Dediklerinden bir şey anlamadım. Yanım New York’taki Little Italy tipleri ile
doluydu. Bir amca ve iki teyze vardı. Bereli dayıları, başörtülü teyzeleri
özlemiştim. 3 saat sonra yine başım çatlamaya başladı. Tuvalette sigara içebileceğimi hatırladım. Tabiiki sigara içmek yasaktı ama kimse siklemiyordu. Tuvalette sigaranın keyfini çıkarıp dışarıdaki yemyeşil dağları izlerken, tuvalete bir kadın daldı. Kapıyı kitlemeyi unutmuştum. Bilet kontrolcusu diye götüm çıktı. Ortalıkta hiç bir bilet kontrolcüsü gözükmüyordu. Boşu boşuna tren bileti almıştım ayağımı sikeyim. Tuvaletten dönerken temiz yüzlü bana yardım eden adam selam çaktı. İçtenlikle selamını aldım. Koltuğuma oturdum ve ayaklarını diğer koltuga uzattım. Yolculuk bitmek bilmiyordu. İki sigaradan sonra Ancona'ya vardık. Hosteli çabucak buldum. Resepsiyondaki adam tabiiki ingilizce bilmiyordu. Bana boktan ağır bir anahtar verdi. Odaya girdim, 5 tane yatak vardı. Birine yerleştim. 1 saat sonra Tunuslu bir herif odaya girdi. Muhabbeti hiç çekilmiyordu. Dışarı çıktım, bir şeyler yedim. Dödüm ablama mail attım. Facebook'taki güvenlik sorusunu hatırlayamıyordum. 3. denememden sonra hesabım kilitlendi.
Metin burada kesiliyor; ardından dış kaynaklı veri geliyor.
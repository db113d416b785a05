// mod.rs — CLI subcommand modules.

pub mod audit;
pub mod cycles;
pub mod goal;
pub mod stats;
pub mod watch;

use std::path::Path;

use waypoint_graph::GoalGraph;

/// Load the graph from the snapshot file, or start empty if the file
/// does not exist yet.
pub fn load_graph(path: &Path) -> anyhow::Result<GoalGraph> {
    let graph = GoalGraph::new();
    if path.exists() {
        graph.load_from(path)?;
    }
    Ok(graph)
}

/// Persist the graph back to the snapshot file.
pub fn save_graph(graph: &GoalGraph, path: &Path) -> anyhow::Result<()> {
    graph.save_to(path)?;
    Ok(())
}
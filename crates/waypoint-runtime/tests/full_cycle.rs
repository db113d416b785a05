// full_cycle.rs — End-to-end integration test for the goal lifecycle.
//
// This single test exercises the complete Waypoint flow:
//
//   1. Build a graph with a recording observer and a tight escalation
//      threshold
//   2. Add goal A (no deps) and goal B depending on A → B is blocked
//      from the moment it is created
//   3. Add a high-risk goal → escalation fires at creation, owner is
//      notified
//   4. Add a stale goal whose expiry has already passed
//   5. Run one tick: only the ready goals reach the hook, the stale
//      goal is cancelled with an "expired" reason
//   6. Complete A, run another tick → B unblocks and is dispatched
//   7. Complete B; a second complete is a no-op returning false
//   8. Export the graph, mutate it, import the snapshot back → the
//      pre-mutation state is reproduced exactly
//
// VERIFY:
//   - Blocking is visible immediately at insert, not only after a tick
//   - Hooks see exactly the ready set, highest priority first
//   - The reaper, resolver, and escalation monitor all run inside one
//     tick, in that order's observable effects
//   - Every state change leaves an audit entry on the goal
//   - The observer saw the escalation notification and the event stream

use std::sync::{Arc, Mutex};

use chrono::{Duration, Utc};

use waypoint_graph::{
    AddGoal, EscalationConfig, Goal, GoalGraph, GoalStatus, GraphError, GraphEvent,
    GraphEventKind, Observer, Observers,
};
use waypoint_runtime::{ExecutionLoop, LoopConfig};

/// Records everything the graph emits so the test can assert on it.
#[derive(Default)]
struct Recording {
    events: Mutex<Vec<GraphEvent>>,
    notifications: Mutex<Vec<(String, String)>>,
}

/// Local sink wrapper so the shared recording can be registered as an
/// observer from outside the graph crate.
struct RecordingSink(Arc<Recording>);

impl Observer for RecordingSink {
    fn audit(&self, event: &GraphEvent) -> Result<(), GraphError> {
        self.0.events.lock().unwrap().push(event.clone());
        Ok(())
    }

    fn notify(&self, owner: &str, message: &str) -> Result<(), GraphError> {
        self.0
            .notifications
            .lock()
            .unwrap()
            .push((owner.to_string(), message.to_string()));
        Ok(())
    }
}

fn tick_loop(graph: Arc<GoalGraph>) -> ExecutionLoop {
    ExecutionLoop::new(
        graph,
        LoopConfig {
            tick_interval_ms: 10,
            join_timeout_ms: 1_000,
        },
    )
}

#[test]
fn full_goal_lifecycle() {
    // =========================================================
    // SETUP: graph with observer + escalation, loop with a hook
    // =========================================================
    let recording = Arc::new(Recording::default());
    let mut observers = Observers::new();
    observers.add_sink(Box::new(RecordingSink(Arc::clone(&recording))));

    let graph = Arc::new(
        GoalGraph::new()
            .with_observers(observers)
            .with_escalation(EscalationConfig {
                risk_threshold: 0.7,
                priority_threshold: 2.0,
                renotify_every_tick: false,
            }),
    );

    let dispatched = Arc::new(Mutex::new(Vec::new()));
    let exec = tick_loop(Arc::clone(&graph));
    let recorder = Arc::clone(&dispatched);
    exec.register_hook("recorder", move |goal: &Goal| {
        recorder.lock().unwrap().push(goal.id);
        Ok(())
    });

    // =========================================================
    // STAGE 1: dependency blocking is immediate
    // =========================================================
    let a = graph.add_goal(AddGoal::new("write the report").priority(1.0));
    let b = graph.add_goal(
        AddGoal::new("publish the report")
            .priority(1.5)
            .depends_on([a]),
    );
    assert_eq!(graph.goal(a).unwrap().status, GoalStatus::Pending);
    assert_eq!(graph.goal(b).unwrap().status, GoalStatus::Blocked);
    assert!(graph.goal(b).unwrap().blocked_by.contains(&a));

    // =========================================================
    // STAGE 2: creation-time escalation notifies the owner
    // =========================================================
    let risky = graph.add_goal(
        AddGoal::new("migrate the database")
            .priority(0.5)
            .risk(0.9)
            .owner("oncall"),
    );
    {
        let notes = recording.notifications.lock().unwrap();
        assert!(
            notes.iter().any(|(owner, _)| owner == "oncall"),
            "escalation should notify the owner at creation"
        );
    }

    // =========================================================
    // STAGE 3: a stale goal is reaped during the tick
    // =========================================================
    let stale = graph.add_goal(
        AddGoal::new("respond to last week's page").expiry(Utc::now() - Duration::hours(1)),
    );

    exec.run_once();

    let reaped = graph.goal(stale).unwrap();
    assert_eq!(reaped.status, GoalStatus::Cancelled);
    assert!(reaped
        .audit
        .iter()
        .any(|e| e.event == "cancelled" && e.details["reason"]
            .as_str()
            .unwrap()
            .contains("expired")));

    // Only ready goals were dispatched: a and risky, never blocked b or
    // the stale goal. (risky escalated but stays schedulable.)
    {
        let seen = dispatched.lock().unwrap();
        assert!(seen.contains(&a));
        assert!(seen.contains(&risky));
        assert!(!seen.contains(&b));
        assert!(!seen.contains(&stale));
    }

    // =========================================================
    // STAGE 4: completing the dependency unblocks the dependent
    // =========================================================
    assert!(graph.complete_goal(a, Some("report drafted")));
    dispatched.lock().unwrap().clear();
    exec.run_once();

    // The ready list is snapshotted before statuses are recomputed, so
    // this tick only unblocks b; the next tick dispatches it.
    assert_eq!(graph.goal(b).unwrap().status, GoalStatus::Pending);
    assert!(graph.goal(b).unwrap().blocked_by.is_empty());
    assert!(!dispatched.lock().unwrap().contains(&b));

    exec.run_once();
    assert!(dispatched.lock().unwrap().contains(&b));

    // =========================================================
    // STAGE 5: terminal transitions are one-shot
    // =========================================================
    assert!(graph.complete_goal(b, None));
    let after_first = graph.goal(b).unwrap();
    assert_eq!(after_first.status, GoalStatus::Complete);

    assert!(!graph.complete_goal(b, None));
    let after_second = graph.goal(b).unwrap();
    assert_eq!(after_second.updated, after_first.updated);
    assert_eq!(after_second.audit.len(), after_first.audit.len());

    // =========================================================
    // STAGE 6: export → mutate → import restores the snapshot
    // =========================================================
    let snapshot = graph.export_graph();
    graph.cancel_goal(risky, "operator override");
    assert_eq!(graph.goal(risky).unwrap().status, GoalStatus::Cancelled);

    graph.import_graph(snapshot);
    assert_eq!(graph.goal(risky).unwrap().status, GoalStatus::Pending);
    assert_eq!(graph.goal(b).unwrap().status, GoalStatus::Complete);

    // =========================================================
    // VERIFY: the observer saw the whole event stream
    // =========================================================
    let events = recording.events.lock().unwrap();
    let kinds: Vec<GraphEventKind> = events.iter().map(|e| e.event).collect();
    assert!(kinds.contains(&GraphEventKind::GoalAdded));
    assert!(kinds.contains(&GraphEventKind::Escalation));
    assert!(kinds.contains(&GraphEventKind::GoalExpired));
    assert!(kinds.contains(&GraphEventKind::GoalCompleted));
}

#[test]
fn analytics_and_explanations_reflect_the_graph() {
    let graph = Arc::new(GoalGraph::new());
    let hub = graph.add_goal(AddGoal::new("land the refactor"));
    let d1 = graph.add_goal(AddGoal::new("update call sites").depends_on([hub]));
    let d2 = graph.add_goal(AddGoal::new("update docs").depends_on([hub]));
    graph.add_goal(AddGoal::new("unrelated chore"));

    let stats = graph.analytics();
    assert_eq!(stats.total, 4);
    assert_eq!(stats.blocked, 2);
    let bottleneck = stats.bottleneck.expect("hub has dependents");
    assert_eq!(bottleneck.id, hub);
    assert_eq!(bottleneck.dependents, 2);

    let why = graph.explain_goal(d1).unwrap();
    assert!(why.reasons.iter().any(|r| r.contains("blocked by")));

    graph.complete_goal(hub, None);
    let exec = tick_loop(Arc::clone(&graph));
    exec.run_once();
    for id in [d1, d2] {
        assert_eq!(graph.goal(id).unwrap().status, GoalStatus::Pending);
    }
}

#[test]
fn dependency_cycle_stays_blocked_and_is_reported() {
    let graph = Arc::new(GoalGraph::new());
    let a = graph.add_goal(AddGoal::new("a"));
    let b = graph.add_goal(AddGoal::new("b").depends_on([a]));

    // Close the loop through a snapshot edit: a ← b.
    let mut snapshot = graph.export_graph();
    if let Some(goal) = snapshot.goals.get_mut(&a) {
        goal.add_dependency(b);
    }
    graph.import_graph(snapshot);

    let exec = tick_loop(Arc::clone(&graph));
    exec.run_once();

    let cycles = waypoint_graph::detect_cycles(&graph);
    assert_eq!(cycles.len(), 1);
    assert!(waypoint_graph::cycle_contains(&cycles[0], &[a, b]));

    // Ticking forever never unblocks either side.
    exec.run_once();
    assert_eq!(graph.goal(a).unwrap().status, GoalStatus::Blocked);
    assert_eq!(graph.goal(b).unwrap().status, GoalStatus::Blocked);
}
Çıkıp dolaştım. Dödüğümde herif uyumuştu. Bir kez daha Facebook hesabıma girmeyi denediğimde resimlerinden arkadaşlarımı bilmemi istedi. Ercan, Hakan, Aqa, Mehmet Mutlu Abi ve Jesse'yi işaretledim. Hesabıma girdim. Bir süre sonra odaya bir Çinli girdi. Ne Italyanca ne de İngilizce biliyordu. Yatacağı yatağı gösterdim. İkimizde hayvan gibi horlayan Tunuslu herif yüzünden bir süre uyuyamadık.